Por isso, o INPI deve, em primeiro lugar, apreciar os requerimentos de extinção dos registros nºs 002.632.675 e 813.083.788, por caducidade; em segundo lugar, analisar o recurso interposto pela autora do indeferimento do registro nº 821.737.791; somente, então, analisar os pedidos de registros nº 822.015.285 e 822.015.293, da ré, tal como determinado na sentença.
Cabe, ainda, registrar que o argumento da apelante de que possui prioridade em relação à marca WILSON, pois seu registro mais antigo, de nº 002.632.675, foi depositado em 29/08/1951, não prospera, na medida que há processo administrativo discutindo a caducidade deste registro. Ademais, nesta ação está em questão a regularidade formal na análise dos processos administrativos que concederam as marcas da ré.

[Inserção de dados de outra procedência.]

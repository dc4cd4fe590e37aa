//! Hand-written lexer for `.weave` source.
//!
//! Never fails: unknown characters become [`TokenKind::Error`] tokens and a
//! string missing its closing quote becomes [`TokenKind::UnterminatedString`].
//! The parser turns those into errors with the token's span.

use crate::cursor::Cursor;
use crate::token::{keyword_from_str, Token, TokenKind};

pub struct Lexer<'src> {
    cursor: Cursor<'src>,
    emitted_eof: bool,
}

impl<'src> Lexer<'src> {
    pub fn new(source: &'src str) -> Self {
        Self {
            cursor: Cursor::new(source),
            emitted_eof: false,
        }
    }

    /// Tokenize all of `source`, ending with `Eof`.
    pub fn tokenize(source: &str) -> Vec<Token> {
        Lexer::new(source).collect()
    }

    fn next_token(&mut self) -> Token {
        self.skip_trivia();
        let start = self.cursor.pos();

        let Some(c) = self.cursor.peek() else {
            return Token::new(TokenKind::Eof, start, start);
        };

        match c {
            '{' => self.single(TokenKind::LBrace, start),
            '}' => self.single(TokenKind::RBrace, start),
            '(' => self.single(TokenKind::LParen, start),
            ')' => self.single(TokenKind::RParen, start),
            '[' => self.single(TokenKind::LBracket, start),
            ']' => self.single(TokenKind::RBracket, start),
            '<' => self.single(TokenKind::Lt, start),
            '>' => self.single(TokenKind::Gt, start),
            ',' => self.single(TokenKind::Comma, start),
            ':' => self.single(TokenKind::Colon, start),
            '=' => self.single(TokenKind::Eq, start),
            '*' => self.single(TokenKind::Star, start),
            '-' => self.single(TokenKind::Minus, start),
            '"' => self.lex_string(start),
            '0'..='9' => self.lex_number(start),
            c if is_ident_start(c) => self.lex_ident(start),
            _ => self.single(TokenKind::Error, start),
        }
    }

    /// Whitespace and `#` line comments.
    fn skip_trivia(&mut self) {
        loop {
            self.cursor.eat_while(char::is_whitespace);
            if self.cursor.peek() != Some('#') {
                break;
            }
            self.cursor.eat_while(|c| c != '\n');
        }
    }

    fn single(&mut self, kind: TokenKind, start: u32) -> Token {
        self.cursor.advance();
        Token::new(kind, start, self.cursor.pos())
    }

    fn lex_string(&mut self, start: u32) -> Token {
        self.cursor.advance(); // opening quote
        loop {
            match self.cursor.peek() {
                None | Some('\n') => {
                    return Token::new(TokenKind::UnterminatedString, start, self.cursor.pos());
                }
                Some('"') => {
                    self.cursor.advance();
                    return Token::new(TokenKind::StringLiteral, start, self.cursor.pos());
                }
                Some('\\') => {
                    self.cursor.advance();
                    if self.cursor.peek().is_some_and(|c| c != '\n') {
                        self.cursor.advance();
                    }
                }
                Some(_) => {
                    self.cursor.advance();
                }
            }
        }
    }

    fn lex_number(&mut self, start: u32) -> Token {
        self.cursor.eat_while(|c| c.is_ascii_digit() || c == '_');
        if self.cursor.peek() == Some('.') && self.cursor.peek_next().is_some_and(|c| c.is_ascii_digit()) {
            self.cursor.advance();
            self.cursor.eat_while(|c| c.is_ascii_digit() || c == '_');
            return Token::new(TokenKind::FloatLiteral, start, self.cursor.pos());
        }
        Token::new(TokenKind::IntLiteral, start, self.cursor.pos())
    }

    fn lex_ident(&mut self, start: u32) -> Token {
        self.cursor.advance();
        self.cursor.eat_while(is_ident_continue);
        let text = self.cursor.slice(start, self.cursor.pos());
        let kind = keyword_from_str(text).unwrap_or(TokenKind::Ident);
        Token::new(kind, start, self.cursor.pos())
    }
}

impl Iterator for Lexer<'_> {
    type Item = Token;

    fn next(&mut self) -> Option<Token> {
        if self.emitted_eof {
            return None;
        }
        let token = self.next_token();
        if token.kind == TokenKind::Eof {
            self.emitted_eof = true;
        }
        Some(token)
    }
}

fn is_ident_start(c: char) -> bool {
    c.is_ascii_alphabetic() || c == '_'
}

fn is_ident_continue(c: char) -> bool {
    c.is_ascii_alphanumeric() || c == '_'
}
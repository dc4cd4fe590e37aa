/// How diagnostics are rendered.
///
/// `color` only affects the ariadne renderer; `json` asks the CLI to emit
/// one JSON object per diagnostic instead of a rendered report.
#[derive(Debug, Clone, Copy, PartialEq, Eq)]
pub struct DiagnosticOptions {
    pub color: bool,
    pub json: bool,
}

impl DiagnosticOptions {
    /// Plain text, no ANSI escapes. Used by tests for stable output.
    pub fn colorless() -> Self {
        Self {
            color: false,
            json: false,
        }
    }
}

impl Default for DiagnosticOptions {
    fn default() -> Self {
        Self {
            color: true,
            json: false,
        }
    }
}
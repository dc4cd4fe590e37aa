//! The declared types of a schema, described on demand for the engine.

use rustc_hash::FxHashMap;
use tracing::trace;
use weave_common::Span;
use weave_derive::shape::{
    BoundMismatch, DefaultValue, Describe, FieldShape, ProductShape, Shape, SumShape, VariantShape,
};
use weave_derive::unify::{freshen_with, InferCtx, TypeParams};
use weave_derive::{Ty, Value};

#[derive(Debug, Clone)]
pub struct TypeDef {
    pub name: String,
    pub params: Vec<String>,
    pub kind: TypeKind,
    /// Span of the declared name.
    pub span: Span,
}

#[derive(Debug, Clone)]
pub enum TypeKind {
    Opaque,
    Product { wrapper: bool, fields: Vec<FieldDef> },
    Object,
    Sum { variants: Vec<VariantDef> },
}

#[derive(Debug, Clone)]
pub struct FieldDef {
    pub name: String,
    /// Mentions the owner's parameters as `Con` types. For a variadic field
    /// this is the element type.
    pub ty: Ty,
    pub variadic: bool,
    pub default: Option<Value>,
    pub span: Span,
}

#[derive(Debug, Clone)]
pub struct VariantDef {
    pub name: String,
    /// `None` for a singleton variant.
    pub fields: Option<Vec<FieldDef>>,
    /// The enum application this variant is restricted to.
    pub pinned: Option<Ty>,
    pub span: Span,
}

/// Every type and variant declared in a schema.
///
/// Variants are addressable types in their own right: `Leaf<String>` is the
/// `Leaf` variant of `Tree<String>`, taking the enum's type arguments.
#[derive(Debug, Default)]
pub struct Universe {
    types: FxHashMap<String, TypeDef>,
    /// Variant name to (enum name, variant index).
    variants: FxHashMap<String, (String, usize)>,
}

impl Universe {
    pub(crate) fn insert(&mut self, def: TypeDef) {
        if let TypeKind::Sum { variants } = &def.kind {
            for (index, variant) in variants.iter().enumerate() {
                self.variants
                    .insert(variant.name.clone(), (def.name.clone(), index));
            }
        }
        self.types.insert(def.name.clone(), def);
    }

    pub fn get(&self, name: &str) -> Option<&TypeDef> {
        self.types.get(name)
    }

    /// The enum declaring variant `name`, and the variant.
    pub fn variant(&self, name: &str) -> Option<(&TypeDef, &VariantDef)> {
        let (owner, index) = self.variants.get(name)?;
        let def = self.types.get(owner)?;
        match &def.kind {
            TypeKind::Sum { variants } => Some((def, variants.get(*index)?)),
            _ => None,
        }
    }

    pub fn len(&self) -> usize {
        self.types.len()
    }

    pub fn is_empty(&self) -> bool {
        self.types.is_empty()
    }

    fn describe_def(&self, def: &TypeDef, args: &[Ty]) -> Shape {
        match &def.kind {
            TypeKind::Opaque => Shape::Opaque,
            TypeKind::Object => Shape::Product(ProductShape {
                name: def.name.clone(),
                singleton: true,
                wrapper: false,
                fields: Vec::new(),
                span: Some(def.span),
            }),
            TypeKind::Product { wrapper, fields } => Shape::Product(ProductShape {
                name: def.name.clone(),
                singleton: false,
                wrapper: *wrapper,
                fields: fields
                    .iter()
                    .map(|f| field_shape(f, &def.params, args))
                    .collect(),
                span: Some(def.span),
            }),
            TypeKind::Sum { variants } => Shape::Sum(SumShape {
                name: def.name.clone(),
                variants: variants
                    .iter()
                    .map(|v| VariantShape {
                        name: v.name.clone(),
                        ty: variant_ty(def, v, args),
                        span: Some(v.span),
                    })
                    .collect(),
                span: Some(def.span),
            }),
        }
    }

    fn describe_variant(&self, owner: &TypeDef, variant: &VariantDef, args: &[Ty]) -> Shape {
        let fields = match &variant.fields {
            None => {
                return Shape::Product(ProductShape {
                    name: variant.name.clone(),
                    singleton: true,
                    wrapper: false,
                    fields: Vec::new(),
                    span: Some(variant.span),
                })
            }
            Some(fields) => fields,
        };
        Shape::Product(ProductShape {
            name: variant.name.clone(),
            singleton: false,
            wrapper: false,
            fields: fields
                .iter()
                .map(|f| field_shape(f, &owner.params, args))
                .collect(),
            span: Some(variant.span),
        })
    }
}

impl Describe for Universe {
    fn describe(&self, ty: &Ty) -> Shape {
        let Some((name, args)) = ty.head() else {
            return Shape::Opaque;
        };
        if let Some(def) = self.types.get(name) {
            if def.params.len() != args.len() {
                trace!(ty = %ty, expected = def.params.len(), "arity mismatch, opaque");
                return Shape::Opaque;
            }
            return self.describe_def(def, args);
        }
        if let Some((owner, variant)) = self.variant(name) {
            if owner.params.len() != args.len() {
                return Shape::Opaque;
            }
            return self.describe_variant(owner, variant, args);
        }
        trace!(ty = %ty, "undeclared, opaque");
        Shape::Opaque
    }
}

fn field_shape(field: &FieldDef, params: &[String], args: &[Ty]) -> FieldShape {
    FieldShape {
        name: field.name.clone(),
        ty: substitute(&field.ty, params, args),
        variadic: field.variadic,
        default: field.default.clone().map(DefaultValue::constant),
        span: Some(field.span),
    }
}

/// The type of `variant` when its enum is applied to `args`, or the first
/// parameter its pin rules out.
fn variant_ty(owner: &TypeDef, variant: &VariantDef, args: &[Ty]) -> Result<Ty, BoundMismatch> {
    if let Some((_, pinned)) = variant.pinned.as_ref().and_then(Ty::head) {
        let mut ctx = InferCtx::new();
        let mut fresh = FxHashMap::default();
        for ((param, required), found) in owner.params.iter().zip(pinned).zip(args) {
            let pattern = freshen_with(required, TypeParams::Exact(&owner.params), &mut ctx, &mut fresh);
            if ctx.unify(pattern, found.clone()).is_err() {
                return Err(BoundMismatch {
                    param: param.clone(),
                    required: required.clone(),
                    found: found.clone(),
                });
            }
        }
    }
    Ok(Ty::app(variant.name.clone(), args.to_vec()))
}

/// Replace each parameter in `ty` with the matching argument.
pub fn substitute(ty: &Ty, params: &[String], args: &[Ty]) -> Ty {
    match ty {
        Ty::Con(con) => params
            .iter()
            .position(|p| *p == con.name)
            .and_then(|i| args.get(i).cloned())
            .unwrap_or_else(|| ty.clone()),
        Ty::App(head, head_args) => Ty::App(
            Box::new(substitute(head, params, args)),
            head_args.iter().map(|a| substitute(a, params, args)).collect(),
        ),
        Ty::Var(_) => ty.clone(),
    }
}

Por fim, tendo em vista que restaram comprovados, não apenas a probabilidade, mas o direito do autor, e o perigo de dano, requisitos do art. 300 do CPC de 2015, mantenho a tutela de urgência de natureza antecipada concedida na sentença. Ante o exposto, nego provimento à apelação.9"
Quando instaurado um pedido de caducidade, a ordem cronológica do exame de um pedido de registro, oposição e/ou recurso administrativo deve ficar condicionado à decisão do incidente para não beneficiar pedidos posteriormente depositados, alterando a ordem de preferência ao registro daquele signo por um legitimado.
A não observância do procedimento administrativo infringe, também, o disposto nos artigos 2º e parágrafo único, Incisos VIII e IX; 3º, I; 48 da lei 9784/99.
Artigo 2º - A administração pública obedecerá dentre outros, aos princípios da legalidade, finalidade, motivação, razoabilidade, proporcionalidade, moralidade, ampla defesa, contraditório, segurança jurídica, interesse público e eficiência.
Parágrafo único – Nos processos administrativos serão observados, entre outros os critérios de:
(…)
VIII – observância das finalidades essenciais à garantia dos direitos dos administrados;
IX – a adoção de formas simples, suficientes para propiciar adequado grau de certeza, segurança e respeito aos direitos dos administrados.
Art. 3º O Administrado tem os seguintes direitos perante a administração, sem prejuízo de outros que lhe sejam assegurados:
I – ser tratado com respeito pelas autoridades e servidores, que deverão facilitar o exercício de seus direitos e o cumprimento de suas obrigações. Art. 48. A administração tem o dever de explicitamente emitir decisão nos processos administrativos e sobre solicitações ou reclamações, em matéria de sua competência.
Isso porque, o examinador de marcas, em sua atividade funcional, não pode, discricionariamente, afastar-se do mandamento da legislação que determina que o pedido de caducidade é uma das formas de perda de direito e de extinção de registro.
Assim, a não observância de uma causa extintiva de um direito de propriedade, prevista na Legislação 9.279/96, artigos 142 e 143, viciará o ato administrativo de nulidade,
sujeitando-se à modificação judicial e responsabilização civil e criminal do administrador10,11.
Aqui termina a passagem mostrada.